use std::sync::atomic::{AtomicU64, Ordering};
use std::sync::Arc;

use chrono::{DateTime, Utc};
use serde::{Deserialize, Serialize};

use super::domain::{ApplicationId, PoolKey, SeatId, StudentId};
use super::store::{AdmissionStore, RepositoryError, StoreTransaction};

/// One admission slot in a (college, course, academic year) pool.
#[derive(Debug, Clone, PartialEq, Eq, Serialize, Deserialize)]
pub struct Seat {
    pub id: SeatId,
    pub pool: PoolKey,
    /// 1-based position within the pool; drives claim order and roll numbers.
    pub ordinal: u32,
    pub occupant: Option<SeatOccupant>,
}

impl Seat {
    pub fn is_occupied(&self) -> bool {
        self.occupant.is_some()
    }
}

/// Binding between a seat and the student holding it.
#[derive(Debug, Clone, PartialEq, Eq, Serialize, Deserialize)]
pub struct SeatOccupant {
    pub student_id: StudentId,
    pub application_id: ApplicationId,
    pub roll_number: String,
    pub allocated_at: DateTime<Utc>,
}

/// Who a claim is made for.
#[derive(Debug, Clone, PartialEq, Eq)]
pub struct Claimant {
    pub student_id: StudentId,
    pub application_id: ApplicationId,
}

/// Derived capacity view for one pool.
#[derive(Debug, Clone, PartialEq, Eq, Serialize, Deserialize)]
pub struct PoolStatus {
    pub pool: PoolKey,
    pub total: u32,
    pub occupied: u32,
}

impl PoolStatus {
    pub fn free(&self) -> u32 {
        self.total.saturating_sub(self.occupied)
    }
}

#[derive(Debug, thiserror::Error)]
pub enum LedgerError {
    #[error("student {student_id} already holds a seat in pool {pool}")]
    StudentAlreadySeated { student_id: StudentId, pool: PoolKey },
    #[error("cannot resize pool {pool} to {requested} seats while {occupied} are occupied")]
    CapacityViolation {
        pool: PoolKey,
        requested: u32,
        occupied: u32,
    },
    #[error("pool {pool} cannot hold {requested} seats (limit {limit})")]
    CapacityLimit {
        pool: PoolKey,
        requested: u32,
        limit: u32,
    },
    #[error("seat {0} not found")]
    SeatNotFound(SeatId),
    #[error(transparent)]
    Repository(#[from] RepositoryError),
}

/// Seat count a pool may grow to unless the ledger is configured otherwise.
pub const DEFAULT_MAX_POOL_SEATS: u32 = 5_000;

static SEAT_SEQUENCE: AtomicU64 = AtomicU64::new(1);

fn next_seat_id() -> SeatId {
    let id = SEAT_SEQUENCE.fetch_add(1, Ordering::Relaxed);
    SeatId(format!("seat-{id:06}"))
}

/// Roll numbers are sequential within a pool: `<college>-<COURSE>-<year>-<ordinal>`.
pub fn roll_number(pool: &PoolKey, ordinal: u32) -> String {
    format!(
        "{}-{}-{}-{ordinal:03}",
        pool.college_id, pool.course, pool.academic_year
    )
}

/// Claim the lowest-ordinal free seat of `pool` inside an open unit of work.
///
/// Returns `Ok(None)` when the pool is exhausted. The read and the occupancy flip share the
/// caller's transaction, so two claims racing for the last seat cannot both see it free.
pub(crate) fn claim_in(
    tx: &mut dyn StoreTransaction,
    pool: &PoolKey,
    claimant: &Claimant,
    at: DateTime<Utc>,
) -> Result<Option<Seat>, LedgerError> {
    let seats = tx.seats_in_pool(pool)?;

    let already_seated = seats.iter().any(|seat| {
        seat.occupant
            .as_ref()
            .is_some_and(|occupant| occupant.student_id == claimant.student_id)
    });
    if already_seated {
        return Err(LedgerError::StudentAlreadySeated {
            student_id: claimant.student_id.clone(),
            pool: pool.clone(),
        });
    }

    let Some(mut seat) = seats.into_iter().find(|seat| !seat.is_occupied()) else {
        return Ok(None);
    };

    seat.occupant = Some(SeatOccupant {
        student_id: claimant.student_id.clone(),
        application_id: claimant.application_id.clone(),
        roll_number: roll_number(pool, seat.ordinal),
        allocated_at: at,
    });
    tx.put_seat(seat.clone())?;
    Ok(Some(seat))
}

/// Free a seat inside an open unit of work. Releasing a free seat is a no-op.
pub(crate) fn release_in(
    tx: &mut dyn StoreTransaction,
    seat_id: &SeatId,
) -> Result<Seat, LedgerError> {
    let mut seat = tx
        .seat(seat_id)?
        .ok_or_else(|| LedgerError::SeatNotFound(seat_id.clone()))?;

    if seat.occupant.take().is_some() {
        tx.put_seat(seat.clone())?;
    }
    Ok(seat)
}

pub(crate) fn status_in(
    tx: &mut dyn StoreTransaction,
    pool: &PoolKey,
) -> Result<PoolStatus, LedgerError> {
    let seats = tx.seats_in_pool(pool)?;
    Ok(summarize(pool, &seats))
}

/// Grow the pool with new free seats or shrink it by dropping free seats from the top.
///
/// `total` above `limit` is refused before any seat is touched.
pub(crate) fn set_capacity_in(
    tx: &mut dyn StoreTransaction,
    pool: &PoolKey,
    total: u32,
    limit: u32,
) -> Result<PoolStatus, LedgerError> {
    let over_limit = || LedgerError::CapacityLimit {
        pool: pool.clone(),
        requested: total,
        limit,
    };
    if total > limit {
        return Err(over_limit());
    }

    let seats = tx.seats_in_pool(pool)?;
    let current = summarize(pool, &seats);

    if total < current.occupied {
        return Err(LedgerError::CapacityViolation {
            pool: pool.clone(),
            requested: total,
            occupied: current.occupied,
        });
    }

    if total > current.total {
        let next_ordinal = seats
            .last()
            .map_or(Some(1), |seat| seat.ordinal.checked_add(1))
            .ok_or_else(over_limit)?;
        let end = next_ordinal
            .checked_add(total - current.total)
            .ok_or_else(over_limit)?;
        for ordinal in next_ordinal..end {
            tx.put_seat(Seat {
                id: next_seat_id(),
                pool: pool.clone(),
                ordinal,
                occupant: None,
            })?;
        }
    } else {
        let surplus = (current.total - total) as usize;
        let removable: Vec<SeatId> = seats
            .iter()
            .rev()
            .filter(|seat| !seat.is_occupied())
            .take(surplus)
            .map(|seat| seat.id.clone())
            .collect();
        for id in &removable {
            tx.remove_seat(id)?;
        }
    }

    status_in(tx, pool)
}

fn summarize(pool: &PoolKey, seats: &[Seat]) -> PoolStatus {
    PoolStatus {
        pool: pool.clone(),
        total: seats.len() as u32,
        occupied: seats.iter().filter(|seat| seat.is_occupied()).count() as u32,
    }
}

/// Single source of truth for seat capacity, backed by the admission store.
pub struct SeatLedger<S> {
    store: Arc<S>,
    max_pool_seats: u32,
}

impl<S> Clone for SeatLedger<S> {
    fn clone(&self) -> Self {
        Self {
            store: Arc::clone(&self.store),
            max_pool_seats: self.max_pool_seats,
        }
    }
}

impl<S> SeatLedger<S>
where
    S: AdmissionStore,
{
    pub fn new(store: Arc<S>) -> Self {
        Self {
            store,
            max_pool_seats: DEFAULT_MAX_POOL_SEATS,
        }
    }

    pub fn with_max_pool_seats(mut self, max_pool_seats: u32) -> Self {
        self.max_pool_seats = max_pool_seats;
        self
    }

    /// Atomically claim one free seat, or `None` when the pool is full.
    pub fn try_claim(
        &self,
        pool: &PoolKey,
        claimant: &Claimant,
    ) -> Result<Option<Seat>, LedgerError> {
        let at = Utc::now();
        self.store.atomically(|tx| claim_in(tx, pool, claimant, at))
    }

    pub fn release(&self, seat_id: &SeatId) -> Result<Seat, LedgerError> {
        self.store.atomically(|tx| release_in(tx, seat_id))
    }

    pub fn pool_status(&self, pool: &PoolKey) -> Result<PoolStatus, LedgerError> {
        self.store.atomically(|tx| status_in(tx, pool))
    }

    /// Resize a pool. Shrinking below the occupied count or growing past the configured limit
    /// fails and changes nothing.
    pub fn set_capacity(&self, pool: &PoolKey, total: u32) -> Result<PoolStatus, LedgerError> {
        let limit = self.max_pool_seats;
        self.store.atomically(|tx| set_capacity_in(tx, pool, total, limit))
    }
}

...

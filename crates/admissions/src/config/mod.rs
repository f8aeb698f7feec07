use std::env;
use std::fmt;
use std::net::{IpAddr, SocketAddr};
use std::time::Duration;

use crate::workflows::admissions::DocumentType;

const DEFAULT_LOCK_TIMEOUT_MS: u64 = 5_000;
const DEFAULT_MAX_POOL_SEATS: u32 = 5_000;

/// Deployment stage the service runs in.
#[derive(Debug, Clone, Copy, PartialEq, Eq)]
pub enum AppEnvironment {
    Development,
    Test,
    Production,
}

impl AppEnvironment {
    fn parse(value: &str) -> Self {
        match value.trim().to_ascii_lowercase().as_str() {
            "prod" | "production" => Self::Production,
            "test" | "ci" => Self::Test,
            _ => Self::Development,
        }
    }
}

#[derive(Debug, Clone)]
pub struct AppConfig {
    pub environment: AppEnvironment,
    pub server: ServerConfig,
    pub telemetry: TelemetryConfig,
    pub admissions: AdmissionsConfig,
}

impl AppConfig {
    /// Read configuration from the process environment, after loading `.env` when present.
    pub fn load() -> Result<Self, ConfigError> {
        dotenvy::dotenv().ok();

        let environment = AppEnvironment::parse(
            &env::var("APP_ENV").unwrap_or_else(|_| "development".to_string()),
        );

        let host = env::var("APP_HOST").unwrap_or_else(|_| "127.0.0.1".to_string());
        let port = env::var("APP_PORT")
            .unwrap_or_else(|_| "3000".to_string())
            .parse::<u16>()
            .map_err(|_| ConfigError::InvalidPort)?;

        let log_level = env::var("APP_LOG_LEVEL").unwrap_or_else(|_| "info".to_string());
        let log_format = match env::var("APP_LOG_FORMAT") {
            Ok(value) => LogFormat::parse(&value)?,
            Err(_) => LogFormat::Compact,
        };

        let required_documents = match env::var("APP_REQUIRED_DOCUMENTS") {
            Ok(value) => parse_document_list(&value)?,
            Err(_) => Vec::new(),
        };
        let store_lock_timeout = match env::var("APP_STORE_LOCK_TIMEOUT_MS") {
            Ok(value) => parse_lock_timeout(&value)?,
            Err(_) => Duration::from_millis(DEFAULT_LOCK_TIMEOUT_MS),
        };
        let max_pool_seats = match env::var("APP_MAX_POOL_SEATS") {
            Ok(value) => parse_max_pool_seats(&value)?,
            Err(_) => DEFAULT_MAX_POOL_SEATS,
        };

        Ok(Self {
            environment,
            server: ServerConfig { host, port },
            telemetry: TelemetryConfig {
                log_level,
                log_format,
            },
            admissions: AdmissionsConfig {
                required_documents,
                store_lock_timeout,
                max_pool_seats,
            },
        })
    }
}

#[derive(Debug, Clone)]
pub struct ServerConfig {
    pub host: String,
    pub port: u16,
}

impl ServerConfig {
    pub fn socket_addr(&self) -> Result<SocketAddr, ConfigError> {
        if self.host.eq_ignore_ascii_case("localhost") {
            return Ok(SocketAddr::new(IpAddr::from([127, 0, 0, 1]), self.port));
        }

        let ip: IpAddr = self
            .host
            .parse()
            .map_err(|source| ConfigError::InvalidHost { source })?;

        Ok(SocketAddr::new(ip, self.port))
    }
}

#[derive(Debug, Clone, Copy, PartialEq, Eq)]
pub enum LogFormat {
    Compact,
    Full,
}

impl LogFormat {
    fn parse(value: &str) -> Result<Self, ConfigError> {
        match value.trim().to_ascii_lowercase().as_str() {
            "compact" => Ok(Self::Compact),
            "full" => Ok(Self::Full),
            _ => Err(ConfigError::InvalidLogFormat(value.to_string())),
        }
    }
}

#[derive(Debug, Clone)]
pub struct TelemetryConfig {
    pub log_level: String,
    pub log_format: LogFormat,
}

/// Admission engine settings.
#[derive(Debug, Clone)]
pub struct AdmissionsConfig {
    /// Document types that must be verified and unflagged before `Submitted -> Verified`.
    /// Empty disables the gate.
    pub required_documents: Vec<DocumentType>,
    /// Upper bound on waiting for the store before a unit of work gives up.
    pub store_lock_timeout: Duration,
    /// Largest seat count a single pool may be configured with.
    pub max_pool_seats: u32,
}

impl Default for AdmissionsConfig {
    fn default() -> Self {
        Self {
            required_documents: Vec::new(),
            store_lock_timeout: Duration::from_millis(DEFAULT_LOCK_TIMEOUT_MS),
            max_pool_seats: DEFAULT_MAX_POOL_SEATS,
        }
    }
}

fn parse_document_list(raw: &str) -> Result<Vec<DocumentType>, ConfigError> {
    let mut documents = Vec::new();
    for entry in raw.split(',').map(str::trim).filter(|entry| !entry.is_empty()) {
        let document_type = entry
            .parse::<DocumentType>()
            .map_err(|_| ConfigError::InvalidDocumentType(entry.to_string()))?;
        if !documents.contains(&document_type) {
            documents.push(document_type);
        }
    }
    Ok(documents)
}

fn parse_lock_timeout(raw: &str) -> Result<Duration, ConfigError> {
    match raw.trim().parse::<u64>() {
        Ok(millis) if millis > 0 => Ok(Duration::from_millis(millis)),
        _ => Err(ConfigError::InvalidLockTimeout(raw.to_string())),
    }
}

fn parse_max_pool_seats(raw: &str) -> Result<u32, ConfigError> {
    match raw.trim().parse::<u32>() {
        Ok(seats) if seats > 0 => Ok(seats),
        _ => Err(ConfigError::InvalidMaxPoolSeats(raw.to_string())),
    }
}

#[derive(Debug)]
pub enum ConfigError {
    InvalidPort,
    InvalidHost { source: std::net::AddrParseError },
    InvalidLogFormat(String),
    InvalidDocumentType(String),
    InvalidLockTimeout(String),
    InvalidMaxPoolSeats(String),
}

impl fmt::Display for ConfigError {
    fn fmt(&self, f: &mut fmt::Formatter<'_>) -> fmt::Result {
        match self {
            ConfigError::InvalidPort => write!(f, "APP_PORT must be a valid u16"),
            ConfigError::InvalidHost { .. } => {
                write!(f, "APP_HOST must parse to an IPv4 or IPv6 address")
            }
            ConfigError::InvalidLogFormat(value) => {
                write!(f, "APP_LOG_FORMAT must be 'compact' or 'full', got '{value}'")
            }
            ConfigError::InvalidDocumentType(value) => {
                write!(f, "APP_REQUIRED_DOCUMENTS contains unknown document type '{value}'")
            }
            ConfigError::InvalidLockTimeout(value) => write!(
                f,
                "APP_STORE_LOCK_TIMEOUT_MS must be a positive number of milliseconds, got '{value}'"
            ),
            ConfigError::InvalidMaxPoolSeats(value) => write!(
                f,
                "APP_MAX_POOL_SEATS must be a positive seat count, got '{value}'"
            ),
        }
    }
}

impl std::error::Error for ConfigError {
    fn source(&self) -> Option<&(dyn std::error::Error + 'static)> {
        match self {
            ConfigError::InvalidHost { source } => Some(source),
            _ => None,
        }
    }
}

**ACTION ITEM:** Among the entries above, say how many lines hold the word "requested". No other words belong in the answer.

**RESPONSE TO THIS TASK:** 6